Yang kosong bersuara sedangkan yang penuh tenang. Ketololan seperti pot yang setengah berisi; orang bijaksana bagaikan danau yang penuh air.’[7]

Pada akhir perdebatan antara bhikkhu thera dan raja ini, bumi yang besar ini bergetar enam kali, kilat menyambar di langit dan para dewa menaburkan bunga dari surga. Milinda dipenuhi oleh sukacita di dalam hatinya dan semua kesombongan lenyap dari dalam dirinya. Dia tidak lagi meragukan Tiga Permata dan tidak lagi keras kepala. Bagaikan seekor ular kobra yang tidak lagi memiliki taring, raja kemudian berkata, “Luar biasa, Yang Mulia Nagasena! Teka-teki, yang layaknya dipecahkan oleh seorang Buddha, telah Yang Mulia pecahkan. Tidak ada seorang pun seperti Anda di antara pengikut Sang Buddha, kecuali Yang Mulia Sariputta. Maafkanlah segala kesalahanku, Nagasena. Semoga Yang Mulia sudi menerimaku sebagai pengikut, sebagai orang yang telah menemukan perlindungan selama hidupnya.” Dan raja Milinda, beserta para prajuritnya, menopang bhikkhu thera itu beserta sejumlah besar pengikutnya. Raja membangun tempat tinggal yang diberi nama Vihara Milinda. Kemudian dia menyerahkan tahta kerajaan kepada putranya. Setelah meninggalkan kehidupan berumah tangga, Milinda mengembangkan pandangan terang dan mencapai tingkat Arahat.

Catatan:
[1]. Dalam Kitab Pali 67 perumpamaan diberikan tetapi beberapa diulang-ulang, dan lainnya menggantungkan efektifitasnya pada permainan kata-kata Pali yang sulit untuk diterjemahkan. Jadi saya hanya mencakupkan satu kumpulan di sini.

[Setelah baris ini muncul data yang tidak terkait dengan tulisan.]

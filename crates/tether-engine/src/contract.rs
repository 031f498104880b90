// Copyright (c) 2024-2026 Martin Schröder <info@swedishembedded.com>
//
// SPDX-License-Identifier: Apache-2.0
//!
//! The contract between the adapter and an upstream agent engine.
//!
//! ```text
//! Session                                Engine backend
//!    │                                       │
//!    │── query(prompt, permissions) ────────►│  spawns its run loop
//!    │◄─ EngineInvocation{messages, handle} ─│
//!    │                                       │
//!    │   … messages stream drains …          │
//!    │◄─ can_use_tool(name, input) ──────────│  (suspends the engine)
//!    │── PermissionResult ──────────────────►│  (resumes it)
//!    │                                       │
//!    │── handle.abort() ────────────────────►│  run loop tears down
//! ```
//!
//! The prompt is itself a stream: the engine suspends on it between turns,
//! which is what makes multi-turn conversations work without re-invoking the
//! engine.

use std::pin::Pin;
use std::sync::Arc;

use async_trait::async_trait;
use futures::Stream;
use serde_json::{json, Value};
use tokio::sync::watch;

use tether_protocol::{JsonMap, PermissionResult, QuestionOption};

/// Messages produced by a running engine. An `Err` item ends the run.
pub type MessageStream = Pin<Box<dyn Stream<Item = anyhow::Result<Value>> + Send>>;

/// User turns fed to the engine, already in engine shape (see [`user_message`]).
pub type PromptStream = Pin<Box<dyn Stream<Item = Value> + Send>>;

/// Optional context the engine attaches to a tool-gate callback.
#[derive(Debug, Clone, Default)]
pub struct ToolUseContext {
    pub tool_use_id: Option<String>,
    pub reason: Option<String>,
}

/// The out-of-band hooks the engine calls mid-run: the tool gate proper and
/// the user-question channel.
///
/// Both futures suspend the engine until a response arrives from out-of-band
/// user input — possibly much later, possibly never (abort).
#[async_trait]
pub trait ToolGate: Send + Sync {
    /// Called before executing a tool; the engine proceeds with the returned
    /// (possibly edited) input, or receives the denial.
    async fn can_use_tool(
        &self,
        tool_name: &str,
        input: JsonMap,
        context: ToolUseContext,
    ) -> anyhow::Result<PermissionResult>;

    /// Ask the user a multiple-choice question and wait for the answer.
    async fn ask_user(
        &self,
        question: &str,
        options: Vec<QuestionOption>,
    ) -> anyhow::Result<String>;
}

/// Everything an engine needs to start a run.
pub struct QueryRequest {
    pub prompt: PromptStream,
    pub permissions: Arc<dyn ToolGate>,
}

/// Control signal observed by a running engine.
#[derive(Debug, Clone, Copy, PartialEq, Eq)]
pub enum EngineSignal {
    Run,
    /// Stop the current turn but keep the invocation alive.
    Interrupt,
    /// Tear the invocation down; the message stream ends.
    Abort,
}

/// Cheap-to-clone handle for signalling a running engine.
///
/// Backed by a `watch` channel so a signal sent before the engine starts
/// listening is still observed (no lost-wakeup window).
#[derive(Debug, Clone)]
pub struct EngineHandle {
    tx: Arc<watch::Sender<EngineSignal>>,
}

impl EngineHandle {
    pub fn new() -> Self {
        let (tx, _rx) = watch::channel(EngineSignal::Run);
        Self { tx: Arc::new(tx) }
    }

    /// Request the engine stop its current turn. No-op after abort.
    pub fn interrupt(&self) {
        if *self.tx.borrow() != EngineSignal::Abort {
            self.tx.send_replace(EngineSignal::Interrupt);
        }
    }

    /// Tear the invocation down. Idempotent.
    pub fn abort(&self) {
        self.tx.send_replace(EngineSignal::Abort);
    }

    pub fn is_aborted(&self) -> bool {
        *self.tx.borrow() == EngineSignal::Abort
    }

    /// Receiver for the engine's run loop to observe signals on.
    pub fn subscribe(&self) -> watch::Receiver<EngineSignal> {
        self.tx.subscribe()
    }
}

impl Default for EngineHandle {
    fn default() -> Self {
        Self::new()
    }
}

/// Completes once the handle has been aborted.
pub async fn aborted(signal: &mut watch::Receiver<EngineSignal>) {
    while *signal.borrow() != EngineSignal::Abort {
        if signal.changed().await.is_err() {
            // Sender gone: the invocation owner dropped everything. Treat as
            // an abort so run loops unwind instead of spinning.
            return;
        }
    }
}

/// A started engine run.
pub struct EngineInvocation {
    pub messages: MessageStream,
    pub handle: EngineHandle,
}

impl std::fmt::Debug for EngineInvocation {
    fn fmt(&self, f: &mut std::fmt::Formatter<'_>) -> std::fmt::Result {
        f.debug_struct("EngineInvocation")
            .field("messages", &"<stream>")
            .field("handle", &self.handle)
            .finish()
    }
}

/// An upstream agent engine, opaque to the rest of the adapter.
#[async_trait]
pub trait Engine: Send + Sync {
    async fn query(&self, request: QueryRequest) -> anyhow::Result<EngineInvocation>;
}

/// Build the engine-shaped user message for one turn of text input.
///
/// The `session_id` field is filled in by the engine itself; the adapter
/// always sends it empty.
pub fn user_message(text: &str) -> Value {
    json!({
        "type": "user",
        "message": { "role": "user", "content": text },
        "parent_tool_use_id": null,
        "session_id": "",
    })
}

// ── Unit tests ────────────────────────────────────────────────────────────────
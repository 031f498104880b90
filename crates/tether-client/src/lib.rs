// Copyright (c) 2024-2026 Martin Schröder <info@swedishembedded.com>
//
// SPDX-License-Identifier: Apache-2.0
//!
//! Client side of the adapter: a pure event → state fold, a projection of
//! that state into UI-shaped messages, and a runtime that owns the SSE
//! connection and the HTTP calls.
//!
//! The fold and the projection are deliberately free of IO so a UI layer can
//! drive them from recorded event logs in tests.

pub mod reducer;
pub mod runtime;
pub mod ui;

pub use reducer::{
    apply_event, AgentMessage, AgentState, PendingPermission, PendingQuestion, ToolCallInfo,
};
pub use runtime::ChatClient;
pub use ui::{convert_messages, UiMessage, UiMetadata, UiPart, UiStatus};
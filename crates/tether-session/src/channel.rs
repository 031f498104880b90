// Copyright (c) 2024-2026 Martin Schröder <info@swedishembedded.com>
//
// SPDX-License-Identifier: Apache-2.0
//!
//! Push channel — an async FIFO with explicit close semantics.
//!
//! A session uses two of these: one carrying user turns into the engine and
//! one carrying normalized events out to the SSE responder. The deliberate
//! quirk, and the reason this is not a bare mpsc channel, is the close
//! behavior: `push` after `close` is silently discarded (not an error), and
//! `close` is idempotent from any sender clone. Consumption terminates once
//! the queue is drained and the channel is closed.
//!
//! Delivery is in push order. There is no internal bound — producers are
//! trusted not to flood. The single consumer holds the receiver exclusively,
//! so at most one task is ever parked waiting for a value.

use std::sync::{Arc, Mutex};

use tokio::sync::mpsc;
use tokio_stream::wrappers::UnboundedReceiverStream;

/// Create a connected sender/receiver pair.
pub fn push_channel<T>() -> (PushSender<T>, PushReceiver<T>) {
    let (tx, rx) = mpsc::unbounded_channel();
    (
        PushSender {
            shared: Arc::new(Shared {
                tx: Mutex::new(Some(tx)),
            }),
        },
        PushReceiver { rx },
    )
}

struct Shared<T> {
    /// `None` once the channel is closed; dropping the inner sender is what
    /// terminates the receiver after the queue drains.
    tx: Mutex<Option<mpsc::UnboundedSender<T>>>,
}

/// Producer half. Cloneable — the driver and the permission gate both push
/// onto a session's output channel, and closing through any clone closes all.
pub struct PushSender<T> {
    shared: Arc<Shared<T>>,
}

impl<T> Clone for PushSender<T> {
    fn clone(&self) -> Self {
        Self {
            shared: Arc::clone(&self.shared),
        }
    }
}

impl<T> PushSender<T> {
    /// Enqueue a value, waking a parked consumer. No-op after close.
    pub fn push(&self, value: T) {
        if let Some(tx) = &*self.shared.tx.lock().expect("push channel lock") {
            // The receiver being gone is equivalent to a closed channel.
            let _ = tx.send(value);
        }
    }

    /// Close the channel. Idempotent; a parked consumer observes end-of-stream
    /// once the queue is drained.
    pub fn close(&self) {
        self.shared.tx.lock().expect("push channel lock").take();
    }

    pub fn is_closed(&self) -> bool {
        self.shared.tx.lock().expect("push channel lock").is_none()
    }
}

/// Consumer half. Exactly one exists per channel.
pub struct PushReceiver<T> {
    rx: mpsc::UnboundedReceiver<T>,
}

impl<T> PushReceiver<T> {
    /// Next value in push order; `None` once the channel is closed and drained.
    pub async fn recv(&mut self) -> Option<T> {
        self.rx.recv().await
    }

    /// Adapt into a `Stream` for composition with engine iterators.
    pub fn into_stream(self) -> UnboundedReceiverStream<T> {
        UnboundedReceiverStream::new(self.rx)
    }
}

// ── Unit tests ────────────────────────────────────────────────────────────────
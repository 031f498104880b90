// Copyright (c) 2024-2026 Martin Schröder <info@swedishembedded.com>
//
// SPDX-License-Identifier: Apache-2.0
//!
//! Projection of [`AgentState`] into the ordered message list the UI
//! component library renders. Purely derived data; recomputed per snapshot.

use serde::{Deserialize, Serialize};
use serde_json::Value;

use tether_protocol::{JsonMap, Role};

use crate::reducer::AgentState;

/// One renderable part of a message.
#[derive(Debug, Clone, PartialEq, Serialize, Deserialize)]
#[serde(tag = "type", rename_all = "kebab-case")]
pub enum UiPart {
    Text { text: String },
    Reasoning { text: String },
    #[serde(rename_all = "camelCase")]
    ToolCall {
        tool_call_id: String,
        tool_name: String,
        /// Finalized input, when the engine delivered it.
        #[serde(skip_serializing_if = "Option::is_none")]
        args: Option<JsonMap>,
        /// JSON text of the input: the finalized encoding when available,
        /// otherwise the raw accumulating delta text.
        #[serde(skip_serializing_if = "Option::is_none")]
        args_text: Option<String>,
        #[serde(skip_serializing_if = "Option::is_none")]
        result: Option<Value>,
        #[serde(skip_serializing_if = "Option::is_none")]
        is_error: Option<bool>,
    },
}

#[derive(Debug, Clone, Copy, PartialEq, Eq, Serialize, Deserialize)]
#[serde(tag = "type", rename_all = "snake_case")]
pub enum UiStatus {
    Running,
    Complete,
}

#[derive(Debug, Clone, PartialEq, Serialize, Deserialize)]
pub struct UiMetadata {
    pub custom: UiCustomMetadata,
}

#[derive(Debug, Clone, PartialEq, Serialize, Deserialize)]
#[serde(rename_all = "camelCase")]
pub struct UiCustomMetadata {
    pub parent_tool_use_id: String,
}

/// One UI message: role, ordered parts, streaming status.
#[derive(Debug, Clone, PartialEq, Serialize, Deserialize)]
pub struct UiMessage {
    pub role: Role,
    pub content: Vec<UiPart>,
    pub status: UiStatus,
    #[serde(skip_serializing_if = "Option::is_none")]
    pub metadata: Option<UiMetadata>,
}

/// Project the state's messages into UI shape.
///
/// Empty messages (no thinking, no text, no tool calls) are dropped. While
/// the session runs, the last surviving message is marked `running`.
pub fn convert_messages(state: &AgentState) -> Vec<UiMessage> {
    let mut out: Vec<UiMessage> = Vec::new();

    for msg in &state.messages {
        let mut content = Vec::new();
        if !msg.current_thinking.is_empty() {
            content.push(UiPart::Reasoning {
                text: msg.current_thinking.clone(),
            });
        }
        if !msg.current_text.is_empty() {
            content.push(UiPart::Text {
                text: msg.current_text.clone(),
            });
        }
        for tc in &msg.tool_calls {
            let args_text = match &tc.input {
                Some(input) => serde_json::to_string(input).ok(),
                None if !tc.input_text.is_empty() => Some(tc.input_text.clone()),
                None => None,
            };
            content.push(UiPart::ToolCall {
                tool_call_id: tc.tool_call_id.clone(),
                tool_name: tc.tool_name.clone(),
                args: tc.input.clone(),
                args_text,
                result: tc.result.clone(),
                is_error: tc.is_error,
            });
        }
        if content.is_empty() {
            continue;
        }

        out.push(UiMessage {
            role: msg.role,
            content,
            status: UiStatus::Complete,
            metadata: msg.parent_tool_use_id.as_ref().map(|id| UiMetadata {
                custom: UiCustomMetadata {
                    parent_tool_use_id: id.clone(),
                },
            }),
        });
    }

    if state.is_running {
        if let Some(last) = out.last_mut() {
            last.status = UiStatus::Running;
        }
    }
    out
}

// ── Unit tests ────────────────────────────────────────────────────────────────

[2]. Suatu hal yang menarik, salah satu tugas yang disebutkan adalah menyapu sekeliling tempat yang menuju cetiya atau pagoda. Di zaman Asoka sekitar 84.000 cetiya atau pagoda dibangun di India tetapi di dalam dilema 25 di atas, menghormat sisa Sang Tathagatha bukanlah tugas para bhikkhu. Di dalam Vinaya Mahayana terdapat banyak peraturan pelatihan minor tambahan yang berhubungan dengan perilaku yang pantas berkenaan dengan cetiya.
[3]. Sn. syair 29. Terjemahan Hammalawa Saddhatissa.
[4]. Ja. iv. 14. Terjemahan PTS.
[5]. Thag. syair 982, 983.
[6]. Lihat Kutipan.
[7]. Sn. syair 720, 721, terjemahan Hammalawa Saddhatissa. Hanya syair kedua yang dikutip di Miln. Lihat Kutipan.